Problem to work on: Would you restate word for word the lines of the listing, beginning at the first and ending with the line that holds "<Routes fallback=|| view!"?
══ Record set ══
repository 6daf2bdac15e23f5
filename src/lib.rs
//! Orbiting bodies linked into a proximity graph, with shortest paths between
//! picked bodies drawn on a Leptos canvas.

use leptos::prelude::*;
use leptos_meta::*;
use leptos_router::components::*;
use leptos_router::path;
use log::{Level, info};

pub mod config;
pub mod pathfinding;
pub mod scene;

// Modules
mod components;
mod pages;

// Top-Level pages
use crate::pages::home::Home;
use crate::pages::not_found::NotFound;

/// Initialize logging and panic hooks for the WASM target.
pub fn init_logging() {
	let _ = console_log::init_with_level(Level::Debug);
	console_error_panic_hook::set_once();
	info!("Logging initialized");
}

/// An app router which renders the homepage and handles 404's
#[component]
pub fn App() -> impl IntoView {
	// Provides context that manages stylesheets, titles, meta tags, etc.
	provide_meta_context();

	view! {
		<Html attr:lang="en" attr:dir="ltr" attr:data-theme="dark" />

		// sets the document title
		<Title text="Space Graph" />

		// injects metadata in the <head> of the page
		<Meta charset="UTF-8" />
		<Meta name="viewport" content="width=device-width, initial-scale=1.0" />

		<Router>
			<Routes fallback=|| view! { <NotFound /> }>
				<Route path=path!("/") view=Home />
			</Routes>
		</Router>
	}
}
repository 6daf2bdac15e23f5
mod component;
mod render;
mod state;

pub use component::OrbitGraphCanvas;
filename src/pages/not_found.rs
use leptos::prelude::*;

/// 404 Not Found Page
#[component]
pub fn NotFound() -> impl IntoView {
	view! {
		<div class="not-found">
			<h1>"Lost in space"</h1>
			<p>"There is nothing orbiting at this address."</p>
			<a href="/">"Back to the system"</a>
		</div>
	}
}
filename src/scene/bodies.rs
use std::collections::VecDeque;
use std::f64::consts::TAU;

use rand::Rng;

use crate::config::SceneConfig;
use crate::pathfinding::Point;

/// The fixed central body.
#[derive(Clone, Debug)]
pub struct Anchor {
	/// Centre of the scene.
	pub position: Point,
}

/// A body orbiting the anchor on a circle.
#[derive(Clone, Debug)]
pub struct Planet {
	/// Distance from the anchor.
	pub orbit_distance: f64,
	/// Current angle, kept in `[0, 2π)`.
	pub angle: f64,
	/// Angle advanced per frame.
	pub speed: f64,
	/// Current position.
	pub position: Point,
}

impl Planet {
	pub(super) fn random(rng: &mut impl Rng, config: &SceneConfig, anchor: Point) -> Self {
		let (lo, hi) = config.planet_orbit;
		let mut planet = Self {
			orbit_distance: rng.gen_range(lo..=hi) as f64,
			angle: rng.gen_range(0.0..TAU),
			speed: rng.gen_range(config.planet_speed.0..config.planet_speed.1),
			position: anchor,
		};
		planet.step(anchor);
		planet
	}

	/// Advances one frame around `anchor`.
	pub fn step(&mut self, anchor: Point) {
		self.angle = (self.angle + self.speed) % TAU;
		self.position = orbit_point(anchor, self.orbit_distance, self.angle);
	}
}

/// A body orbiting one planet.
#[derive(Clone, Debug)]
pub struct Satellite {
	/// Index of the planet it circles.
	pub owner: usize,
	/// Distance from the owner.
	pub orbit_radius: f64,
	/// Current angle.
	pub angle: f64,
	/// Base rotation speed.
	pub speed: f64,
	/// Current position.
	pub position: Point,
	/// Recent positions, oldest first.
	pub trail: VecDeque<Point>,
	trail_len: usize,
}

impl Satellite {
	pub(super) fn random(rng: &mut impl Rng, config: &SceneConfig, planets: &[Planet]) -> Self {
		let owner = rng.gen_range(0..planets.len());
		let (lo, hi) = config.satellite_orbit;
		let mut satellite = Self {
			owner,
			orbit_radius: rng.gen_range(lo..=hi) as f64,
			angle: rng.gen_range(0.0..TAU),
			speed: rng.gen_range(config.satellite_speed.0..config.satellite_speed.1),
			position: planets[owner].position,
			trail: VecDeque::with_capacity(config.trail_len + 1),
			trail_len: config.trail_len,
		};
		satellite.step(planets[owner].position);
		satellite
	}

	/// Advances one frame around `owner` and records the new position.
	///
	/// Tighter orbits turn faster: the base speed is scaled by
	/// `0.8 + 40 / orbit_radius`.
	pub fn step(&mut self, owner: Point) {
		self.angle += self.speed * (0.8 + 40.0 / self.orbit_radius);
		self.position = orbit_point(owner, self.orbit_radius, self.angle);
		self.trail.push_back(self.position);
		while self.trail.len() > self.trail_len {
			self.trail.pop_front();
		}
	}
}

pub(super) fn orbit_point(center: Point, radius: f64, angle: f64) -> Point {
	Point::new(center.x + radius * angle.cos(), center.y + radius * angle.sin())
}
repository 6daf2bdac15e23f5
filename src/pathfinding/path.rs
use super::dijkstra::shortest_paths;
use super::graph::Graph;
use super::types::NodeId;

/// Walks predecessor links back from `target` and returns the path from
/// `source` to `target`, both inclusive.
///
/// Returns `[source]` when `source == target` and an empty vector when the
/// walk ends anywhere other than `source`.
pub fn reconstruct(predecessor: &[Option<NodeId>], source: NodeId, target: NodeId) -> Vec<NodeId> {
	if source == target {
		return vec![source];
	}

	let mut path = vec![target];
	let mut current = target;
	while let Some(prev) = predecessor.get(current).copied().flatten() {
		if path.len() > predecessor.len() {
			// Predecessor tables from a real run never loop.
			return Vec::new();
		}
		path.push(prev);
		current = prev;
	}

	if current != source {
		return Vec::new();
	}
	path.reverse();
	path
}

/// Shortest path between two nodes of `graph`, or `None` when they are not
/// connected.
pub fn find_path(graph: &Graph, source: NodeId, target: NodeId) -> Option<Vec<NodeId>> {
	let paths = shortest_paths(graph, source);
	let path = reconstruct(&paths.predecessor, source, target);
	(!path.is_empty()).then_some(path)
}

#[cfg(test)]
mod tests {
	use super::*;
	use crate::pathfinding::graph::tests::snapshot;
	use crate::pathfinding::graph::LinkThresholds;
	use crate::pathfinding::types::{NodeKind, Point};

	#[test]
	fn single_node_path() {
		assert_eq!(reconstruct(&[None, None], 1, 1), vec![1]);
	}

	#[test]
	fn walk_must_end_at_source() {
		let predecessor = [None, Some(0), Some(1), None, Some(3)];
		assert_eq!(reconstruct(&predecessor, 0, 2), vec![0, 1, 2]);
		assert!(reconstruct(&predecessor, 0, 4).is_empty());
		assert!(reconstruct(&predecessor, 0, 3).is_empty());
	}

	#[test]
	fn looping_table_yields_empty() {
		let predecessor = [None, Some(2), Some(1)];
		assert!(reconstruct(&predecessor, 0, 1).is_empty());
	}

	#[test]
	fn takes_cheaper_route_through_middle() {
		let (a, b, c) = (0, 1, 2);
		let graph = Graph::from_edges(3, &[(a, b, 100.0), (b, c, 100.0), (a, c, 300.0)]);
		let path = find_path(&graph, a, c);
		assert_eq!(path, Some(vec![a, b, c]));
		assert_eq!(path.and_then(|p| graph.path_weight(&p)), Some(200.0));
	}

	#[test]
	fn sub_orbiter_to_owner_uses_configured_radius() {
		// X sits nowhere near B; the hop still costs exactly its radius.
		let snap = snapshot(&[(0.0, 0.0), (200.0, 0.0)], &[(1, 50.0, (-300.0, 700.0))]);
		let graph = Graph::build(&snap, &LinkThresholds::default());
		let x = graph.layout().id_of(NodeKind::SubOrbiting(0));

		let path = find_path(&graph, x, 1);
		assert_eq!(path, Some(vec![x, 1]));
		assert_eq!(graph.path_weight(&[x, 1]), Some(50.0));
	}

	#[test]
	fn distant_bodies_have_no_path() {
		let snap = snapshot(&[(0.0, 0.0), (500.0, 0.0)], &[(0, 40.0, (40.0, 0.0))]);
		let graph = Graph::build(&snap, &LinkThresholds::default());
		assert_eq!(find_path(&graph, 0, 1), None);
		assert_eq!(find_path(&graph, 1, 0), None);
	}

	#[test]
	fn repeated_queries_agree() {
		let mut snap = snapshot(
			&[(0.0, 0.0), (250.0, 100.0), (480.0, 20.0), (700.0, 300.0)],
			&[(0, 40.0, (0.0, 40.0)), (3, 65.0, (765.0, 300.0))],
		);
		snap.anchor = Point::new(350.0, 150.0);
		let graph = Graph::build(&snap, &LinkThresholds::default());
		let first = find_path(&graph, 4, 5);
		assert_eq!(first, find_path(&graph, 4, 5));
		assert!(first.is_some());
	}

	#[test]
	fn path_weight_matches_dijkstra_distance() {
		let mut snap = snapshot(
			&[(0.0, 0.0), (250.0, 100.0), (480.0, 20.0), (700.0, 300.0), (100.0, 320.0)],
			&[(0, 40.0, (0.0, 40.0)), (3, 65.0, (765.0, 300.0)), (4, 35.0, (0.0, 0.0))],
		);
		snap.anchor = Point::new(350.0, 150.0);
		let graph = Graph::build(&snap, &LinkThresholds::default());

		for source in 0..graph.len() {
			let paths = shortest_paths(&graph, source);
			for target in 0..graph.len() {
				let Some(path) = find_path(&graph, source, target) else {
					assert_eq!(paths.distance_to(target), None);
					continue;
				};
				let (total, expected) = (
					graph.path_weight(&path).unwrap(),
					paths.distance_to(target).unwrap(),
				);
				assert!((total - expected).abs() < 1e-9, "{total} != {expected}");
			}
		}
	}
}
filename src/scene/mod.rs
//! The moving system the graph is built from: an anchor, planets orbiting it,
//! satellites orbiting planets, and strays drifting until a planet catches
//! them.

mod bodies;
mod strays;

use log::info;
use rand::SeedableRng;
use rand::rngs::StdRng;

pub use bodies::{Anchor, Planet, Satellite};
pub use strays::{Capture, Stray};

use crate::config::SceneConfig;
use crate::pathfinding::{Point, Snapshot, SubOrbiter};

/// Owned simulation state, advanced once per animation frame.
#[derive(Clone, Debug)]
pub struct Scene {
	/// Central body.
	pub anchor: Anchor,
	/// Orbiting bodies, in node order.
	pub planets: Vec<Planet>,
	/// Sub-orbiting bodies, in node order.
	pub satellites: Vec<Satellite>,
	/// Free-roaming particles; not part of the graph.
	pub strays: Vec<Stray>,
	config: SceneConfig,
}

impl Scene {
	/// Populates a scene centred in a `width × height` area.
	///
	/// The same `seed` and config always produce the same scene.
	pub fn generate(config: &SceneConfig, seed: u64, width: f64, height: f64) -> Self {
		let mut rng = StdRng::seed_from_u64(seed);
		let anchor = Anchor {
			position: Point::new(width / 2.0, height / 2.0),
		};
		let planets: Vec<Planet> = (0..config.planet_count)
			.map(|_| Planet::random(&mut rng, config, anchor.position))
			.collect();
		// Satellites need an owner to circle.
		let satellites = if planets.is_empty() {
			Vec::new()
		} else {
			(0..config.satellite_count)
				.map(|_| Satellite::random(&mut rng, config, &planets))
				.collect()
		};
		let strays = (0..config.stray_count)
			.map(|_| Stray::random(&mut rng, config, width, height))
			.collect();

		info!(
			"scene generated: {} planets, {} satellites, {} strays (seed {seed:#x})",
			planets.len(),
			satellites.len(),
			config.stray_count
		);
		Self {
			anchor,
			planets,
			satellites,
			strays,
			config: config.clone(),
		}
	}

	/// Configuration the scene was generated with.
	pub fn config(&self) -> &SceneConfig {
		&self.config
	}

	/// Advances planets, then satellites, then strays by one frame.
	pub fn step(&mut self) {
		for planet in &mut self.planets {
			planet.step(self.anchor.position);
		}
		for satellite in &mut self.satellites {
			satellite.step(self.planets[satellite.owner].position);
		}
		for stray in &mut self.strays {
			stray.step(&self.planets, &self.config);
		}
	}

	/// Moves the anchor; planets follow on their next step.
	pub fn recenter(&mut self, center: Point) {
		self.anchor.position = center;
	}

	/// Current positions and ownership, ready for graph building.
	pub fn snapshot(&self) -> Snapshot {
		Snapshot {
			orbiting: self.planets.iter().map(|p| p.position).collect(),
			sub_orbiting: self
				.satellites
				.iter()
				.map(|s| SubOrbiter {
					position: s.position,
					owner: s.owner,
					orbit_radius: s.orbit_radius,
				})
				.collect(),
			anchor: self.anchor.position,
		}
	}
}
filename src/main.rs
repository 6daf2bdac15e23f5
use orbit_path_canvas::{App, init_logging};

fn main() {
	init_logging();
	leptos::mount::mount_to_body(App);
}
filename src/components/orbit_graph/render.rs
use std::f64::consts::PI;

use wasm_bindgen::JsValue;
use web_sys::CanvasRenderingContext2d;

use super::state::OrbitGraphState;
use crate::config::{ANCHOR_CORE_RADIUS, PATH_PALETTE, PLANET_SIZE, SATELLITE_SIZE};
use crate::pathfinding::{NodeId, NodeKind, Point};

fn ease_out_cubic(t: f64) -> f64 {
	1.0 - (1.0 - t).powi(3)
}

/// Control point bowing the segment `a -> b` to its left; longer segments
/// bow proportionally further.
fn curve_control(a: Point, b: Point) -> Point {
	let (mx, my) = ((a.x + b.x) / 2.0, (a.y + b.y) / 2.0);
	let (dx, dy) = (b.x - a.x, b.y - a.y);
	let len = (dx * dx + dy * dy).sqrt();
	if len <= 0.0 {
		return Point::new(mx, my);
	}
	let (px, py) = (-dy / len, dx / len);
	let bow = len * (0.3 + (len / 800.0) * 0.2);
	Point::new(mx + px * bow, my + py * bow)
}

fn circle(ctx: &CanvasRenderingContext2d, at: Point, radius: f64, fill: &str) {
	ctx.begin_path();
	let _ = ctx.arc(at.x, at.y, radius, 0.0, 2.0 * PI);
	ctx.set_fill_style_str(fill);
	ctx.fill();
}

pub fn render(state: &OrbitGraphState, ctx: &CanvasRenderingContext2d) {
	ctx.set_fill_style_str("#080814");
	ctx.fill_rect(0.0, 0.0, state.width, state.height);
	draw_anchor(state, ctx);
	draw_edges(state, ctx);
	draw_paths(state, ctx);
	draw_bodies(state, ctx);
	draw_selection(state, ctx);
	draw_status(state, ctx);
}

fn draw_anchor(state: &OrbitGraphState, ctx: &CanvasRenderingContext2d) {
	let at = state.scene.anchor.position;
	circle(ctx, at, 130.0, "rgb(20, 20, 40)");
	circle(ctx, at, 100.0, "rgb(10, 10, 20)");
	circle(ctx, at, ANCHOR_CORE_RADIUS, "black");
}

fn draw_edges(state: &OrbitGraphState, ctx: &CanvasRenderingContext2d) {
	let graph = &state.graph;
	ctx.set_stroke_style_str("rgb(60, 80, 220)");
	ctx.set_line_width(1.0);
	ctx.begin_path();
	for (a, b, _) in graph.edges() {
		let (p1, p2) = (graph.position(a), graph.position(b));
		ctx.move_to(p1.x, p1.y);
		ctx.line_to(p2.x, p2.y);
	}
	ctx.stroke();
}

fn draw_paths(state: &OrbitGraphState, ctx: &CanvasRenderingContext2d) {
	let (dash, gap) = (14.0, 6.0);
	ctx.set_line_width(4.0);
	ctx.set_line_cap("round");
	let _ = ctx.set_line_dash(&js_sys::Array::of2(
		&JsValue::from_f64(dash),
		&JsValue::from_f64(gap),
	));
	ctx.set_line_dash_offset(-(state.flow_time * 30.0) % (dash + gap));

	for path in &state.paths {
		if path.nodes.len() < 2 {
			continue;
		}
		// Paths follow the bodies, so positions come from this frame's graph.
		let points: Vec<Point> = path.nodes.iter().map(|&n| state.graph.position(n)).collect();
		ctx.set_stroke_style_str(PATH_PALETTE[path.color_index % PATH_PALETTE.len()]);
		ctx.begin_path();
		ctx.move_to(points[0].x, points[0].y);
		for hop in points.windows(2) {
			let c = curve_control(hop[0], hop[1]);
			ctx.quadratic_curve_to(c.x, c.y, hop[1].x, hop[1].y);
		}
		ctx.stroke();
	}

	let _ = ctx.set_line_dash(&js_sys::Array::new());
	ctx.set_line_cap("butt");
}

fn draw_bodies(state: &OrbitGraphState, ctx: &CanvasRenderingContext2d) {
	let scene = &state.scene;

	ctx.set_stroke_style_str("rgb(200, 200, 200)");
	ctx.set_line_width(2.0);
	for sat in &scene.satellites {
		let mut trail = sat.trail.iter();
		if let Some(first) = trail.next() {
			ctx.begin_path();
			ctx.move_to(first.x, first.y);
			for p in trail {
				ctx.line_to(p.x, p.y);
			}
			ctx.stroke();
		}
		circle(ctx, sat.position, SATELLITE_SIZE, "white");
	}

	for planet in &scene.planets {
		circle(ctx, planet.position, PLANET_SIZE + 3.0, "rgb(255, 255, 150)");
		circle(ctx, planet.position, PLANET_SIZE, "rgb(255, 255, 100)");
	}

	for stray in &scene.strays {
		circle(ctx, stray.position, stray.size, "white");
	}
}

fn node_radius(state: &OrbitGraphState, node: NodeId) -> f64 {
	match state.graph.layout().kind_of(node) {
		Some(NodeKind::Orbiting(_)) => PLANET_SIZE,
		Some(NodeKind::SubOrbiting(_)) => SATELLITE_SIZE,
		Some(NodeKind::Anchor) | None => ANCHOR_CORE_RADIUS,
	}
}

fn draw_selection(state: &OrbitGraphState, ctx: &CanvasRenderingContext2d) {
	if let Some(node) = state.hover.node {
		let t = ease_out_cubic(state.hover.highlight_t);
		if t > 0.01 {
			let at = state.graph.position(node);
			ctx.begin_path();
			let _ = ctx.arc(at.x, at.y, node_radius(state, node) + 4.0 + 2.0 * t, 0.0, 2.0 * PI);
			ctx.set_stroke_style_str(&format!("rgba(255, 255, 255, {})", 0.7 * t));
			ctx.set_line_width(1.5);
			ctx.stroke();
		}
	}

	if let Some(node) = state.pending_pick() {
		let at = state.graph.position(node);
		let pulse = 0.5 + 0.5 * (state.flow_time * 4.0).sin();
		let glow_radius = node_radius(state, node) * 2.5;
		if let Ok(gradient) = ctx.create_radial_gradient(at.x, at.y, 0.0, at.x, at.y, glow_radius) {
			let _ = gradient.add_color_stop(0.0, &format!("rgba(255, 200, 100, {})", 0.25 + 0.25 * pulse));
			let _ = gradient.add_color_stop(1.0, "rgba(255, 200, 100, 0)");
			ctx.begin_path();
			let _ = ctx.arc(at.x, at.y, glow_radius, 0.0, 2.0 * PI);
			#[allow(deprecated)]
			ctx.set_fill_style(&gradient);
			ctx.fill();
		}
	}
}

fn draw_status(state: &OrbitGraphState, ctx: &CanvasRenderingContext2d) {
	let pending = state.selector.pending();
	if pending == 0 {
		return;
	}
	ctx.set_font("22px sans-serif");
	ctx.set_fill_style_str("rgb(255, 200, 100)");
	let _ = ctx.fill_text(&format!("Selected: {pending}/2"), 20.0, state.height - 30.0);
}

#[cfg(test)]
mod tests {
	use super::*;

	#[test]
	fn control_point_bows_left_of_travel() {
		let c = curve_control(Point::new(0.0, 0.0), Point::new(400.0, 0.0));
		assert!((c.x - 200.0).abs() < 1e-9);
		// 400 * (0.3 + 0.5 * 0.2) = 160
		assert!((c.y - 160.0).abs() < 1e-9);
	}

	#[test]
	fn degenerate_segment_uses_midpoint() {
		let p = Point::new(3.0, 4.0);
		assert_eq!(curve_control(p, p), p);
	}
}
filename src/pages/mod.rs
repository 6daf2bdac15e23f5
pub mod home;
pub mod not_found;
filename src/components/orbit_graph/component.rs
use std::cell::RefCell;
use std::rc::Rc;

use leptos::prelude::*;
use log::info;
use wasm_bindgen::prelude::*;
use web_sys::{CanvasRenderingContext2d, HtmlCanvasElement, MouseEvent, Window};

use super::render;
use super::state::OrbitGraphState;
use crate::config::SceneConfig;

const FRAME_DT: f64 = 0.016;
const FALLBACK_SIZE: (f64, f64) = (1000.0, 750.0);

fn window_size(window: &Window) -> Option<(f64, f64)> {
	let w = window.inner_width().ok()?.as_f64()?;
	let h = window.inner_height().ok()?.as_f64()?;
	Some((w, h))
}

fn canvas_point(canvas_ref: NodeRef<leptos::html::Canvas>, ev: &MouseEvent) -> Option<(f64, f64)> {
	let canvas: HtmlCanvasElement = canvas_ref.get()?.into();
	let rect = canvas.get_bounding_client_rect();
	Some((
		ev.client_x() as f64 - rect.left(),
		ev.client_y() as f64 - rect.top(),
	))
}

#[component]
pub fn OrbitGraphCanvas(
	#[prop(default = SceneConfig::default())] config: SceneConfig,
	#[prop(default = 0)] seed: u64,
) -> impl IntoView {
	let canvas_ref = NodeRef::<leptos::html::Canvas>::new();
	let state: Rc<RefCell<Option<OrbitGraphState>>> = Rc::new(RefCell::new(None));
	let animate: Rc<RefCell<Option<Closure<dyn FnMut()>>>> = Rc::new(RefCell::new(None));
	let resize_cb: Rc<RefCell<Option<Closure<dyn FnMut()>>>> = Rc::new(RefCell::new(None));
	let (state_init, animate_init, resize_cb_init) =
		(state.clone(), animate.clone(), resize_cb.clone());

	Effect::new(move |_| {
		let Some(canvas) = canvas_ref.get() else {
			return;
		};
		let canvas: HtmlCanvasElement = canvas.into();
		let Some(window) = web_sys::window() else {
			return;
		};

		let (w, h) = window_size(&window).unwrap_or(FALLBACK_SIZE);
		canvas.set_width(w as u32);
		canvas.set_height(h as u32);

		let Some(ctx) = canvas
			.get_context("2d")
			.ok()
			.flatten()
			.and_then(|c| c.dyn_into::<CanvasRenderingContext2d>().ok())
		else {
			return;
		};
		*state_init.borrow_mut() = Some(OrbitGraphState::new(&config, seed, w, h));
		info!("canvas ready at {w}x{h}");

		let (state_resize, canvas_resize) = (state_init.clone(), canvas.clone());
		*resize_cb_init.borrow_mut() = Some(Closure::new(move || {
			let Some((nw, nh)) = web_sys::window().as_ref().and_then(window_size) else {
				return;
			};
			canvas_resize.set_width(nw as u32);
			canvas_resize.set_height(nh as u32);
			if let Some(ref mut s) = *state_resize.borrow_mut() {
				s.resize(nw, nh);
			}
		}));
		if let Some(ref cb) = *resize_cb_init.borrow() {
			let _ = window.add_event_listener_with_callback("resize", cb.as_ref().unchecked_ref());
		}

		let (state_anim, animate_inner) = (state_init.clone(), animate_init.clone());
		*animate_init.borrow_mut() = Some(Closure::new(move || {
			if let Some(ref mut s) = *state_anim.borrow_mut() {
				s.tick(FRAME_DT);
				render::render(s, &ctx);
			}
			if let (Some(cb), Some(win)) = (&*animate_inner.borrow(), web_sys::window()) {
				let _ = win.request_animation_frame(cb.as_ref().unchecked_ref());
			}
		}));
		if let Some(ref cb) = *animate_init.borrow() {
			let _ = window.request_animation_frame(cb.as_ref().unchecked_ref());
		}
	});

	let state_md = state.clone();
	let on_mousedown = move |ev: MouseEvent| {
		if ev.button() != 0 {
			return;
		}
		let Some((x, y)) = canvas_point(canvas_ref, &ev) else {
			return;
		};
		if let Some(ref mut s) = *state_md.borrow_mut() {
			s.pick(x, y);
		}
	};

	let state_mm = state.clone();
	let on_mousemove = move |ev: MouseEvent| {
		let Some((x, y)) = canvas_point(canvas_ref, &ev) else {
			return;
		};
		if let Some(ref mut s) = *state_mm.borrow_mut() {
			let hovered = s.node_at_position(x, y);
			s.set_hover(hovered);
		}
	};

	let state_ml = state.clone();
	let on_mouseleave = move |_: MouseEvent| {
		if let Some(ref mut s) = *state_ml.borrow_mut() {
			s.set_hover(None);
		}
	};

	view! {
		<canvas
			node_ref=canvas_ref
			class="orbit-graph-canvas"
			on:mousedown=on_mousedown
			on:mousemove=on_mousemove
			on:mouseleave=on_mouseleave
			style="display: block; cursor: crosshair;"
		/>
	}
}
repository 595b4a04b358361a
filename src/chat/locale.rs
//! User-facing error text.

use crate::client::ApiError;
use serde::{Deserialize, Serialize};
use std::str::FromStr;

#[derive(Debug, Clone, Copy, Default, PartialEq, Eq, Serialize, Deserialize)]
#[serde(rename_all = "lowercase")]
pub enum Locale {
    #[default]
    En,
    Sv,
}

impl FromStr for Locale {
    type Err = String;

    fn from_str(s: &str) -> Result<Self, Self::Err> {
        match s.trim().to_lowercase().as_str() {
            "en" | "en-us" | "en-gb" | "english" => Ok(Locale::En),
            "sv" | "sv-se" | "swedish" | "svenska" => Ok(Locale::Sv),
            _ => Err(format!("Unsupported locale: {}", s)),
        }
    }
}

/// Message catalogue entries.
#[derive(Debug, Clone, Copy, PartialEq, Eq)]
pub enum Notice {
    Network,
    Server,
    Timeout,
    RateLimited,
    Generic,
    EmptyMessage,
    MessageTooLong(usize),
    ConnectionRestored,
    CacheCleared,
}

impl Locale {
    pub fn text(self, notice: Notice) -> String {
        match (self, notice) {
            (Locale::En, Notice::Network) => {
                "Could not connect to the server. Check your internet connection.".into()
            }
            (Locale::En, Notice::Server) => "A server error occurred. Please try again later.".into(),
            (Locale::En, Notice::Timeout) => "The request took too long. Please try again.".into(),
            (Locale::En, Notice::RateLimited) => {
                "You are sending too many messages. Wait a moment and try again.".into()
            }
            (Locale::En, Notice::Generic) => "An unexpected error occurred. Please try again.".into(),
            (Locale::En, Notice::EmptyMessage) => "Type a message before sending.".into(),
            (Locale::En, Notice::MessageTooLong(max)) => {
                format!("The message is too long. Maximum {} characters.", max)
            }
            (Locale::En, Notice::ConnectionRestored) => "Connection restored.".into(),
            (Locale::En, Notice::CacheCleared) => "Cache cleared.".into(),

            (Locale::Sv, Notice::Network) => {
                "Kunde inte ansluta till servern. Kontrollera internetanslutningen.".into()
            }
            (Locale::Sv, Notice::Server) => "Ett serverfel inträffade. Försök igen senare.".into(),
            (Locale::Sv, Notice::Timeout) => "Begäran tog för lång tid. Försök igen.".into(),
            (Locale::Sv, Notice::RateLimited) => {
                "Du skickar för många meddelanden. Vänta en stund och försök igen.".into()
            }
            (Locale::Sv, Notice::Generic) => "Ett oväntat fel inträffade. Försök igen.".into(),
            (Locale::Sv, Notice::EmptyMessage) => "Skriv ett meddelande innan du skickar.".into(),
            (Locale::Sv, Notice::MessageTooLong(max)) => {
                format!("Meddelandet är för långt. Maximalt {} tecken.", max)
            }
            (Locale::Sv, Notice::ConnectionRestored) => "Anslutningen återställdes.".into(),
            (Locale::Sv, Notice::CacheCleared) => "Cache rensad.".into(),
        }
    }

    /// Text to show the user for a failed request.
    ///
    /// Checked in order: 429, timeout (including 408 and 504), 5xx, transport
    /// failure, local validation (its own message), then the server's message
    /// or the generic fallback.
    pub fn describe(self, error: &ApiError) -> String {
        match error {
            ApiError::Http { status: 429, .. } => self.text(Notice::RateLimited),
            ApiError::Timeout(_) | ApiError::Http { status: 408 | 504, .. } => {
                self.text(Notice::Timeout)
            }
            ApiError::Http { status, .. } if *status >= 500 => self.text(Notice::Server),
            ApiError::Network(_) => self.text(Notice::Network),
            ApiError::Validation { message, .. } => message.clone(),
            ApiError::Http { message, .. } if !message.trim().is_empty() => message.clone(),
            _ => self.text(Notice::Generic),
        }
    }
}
═══
Answer box:
repository 6daf2bdac15e23f5
filename src/lib.rs
//! Orbiting bodies linked into a proximity graph, with shortest paths between
//! picked bodies drawn on a Leptos canvas.

use leptos::prelude::*;
use leptos_meta::*;
use leptos_router::components::*;
use leptos_router::path;
use log::{Level, info};

pub mod config;
pub mod pathfinding;
pub mod scene;

// Modules
mod components;
mod pages;

// Top-Level pages
use crate::pages::home::Home;
use crate::pages::not_found::NotFound;

/// Initialize logging and panic hooks for the WASM target.
pub fn init_logging() {
	let _ = console_log::init_with_level(Level::Debug);
	console_error_panic_hook::set_once();
	info!("Logging initialized");
}

/// An app router which renders the homepage and handles 404's
#[component]
pub fn App() -> impl IntoView {
	// Provides context that manages stylesheets, titles, meta tags, etc.
	provide_meta_context();

	view! {
		<Html attr:lang="en" attr:dir="ltr" attr:data-theme="dark" />

		// sets the document title
		<Title text="Space Graph" />

		// injects metadata in the <head> of the page
		<Meta charset="UTF-8" />
		<Meta name="viewport" content="width=device-width, initial-scale=1.0" />

		<Router>
			<Routes fallback=|| view! { <NotFound /> }>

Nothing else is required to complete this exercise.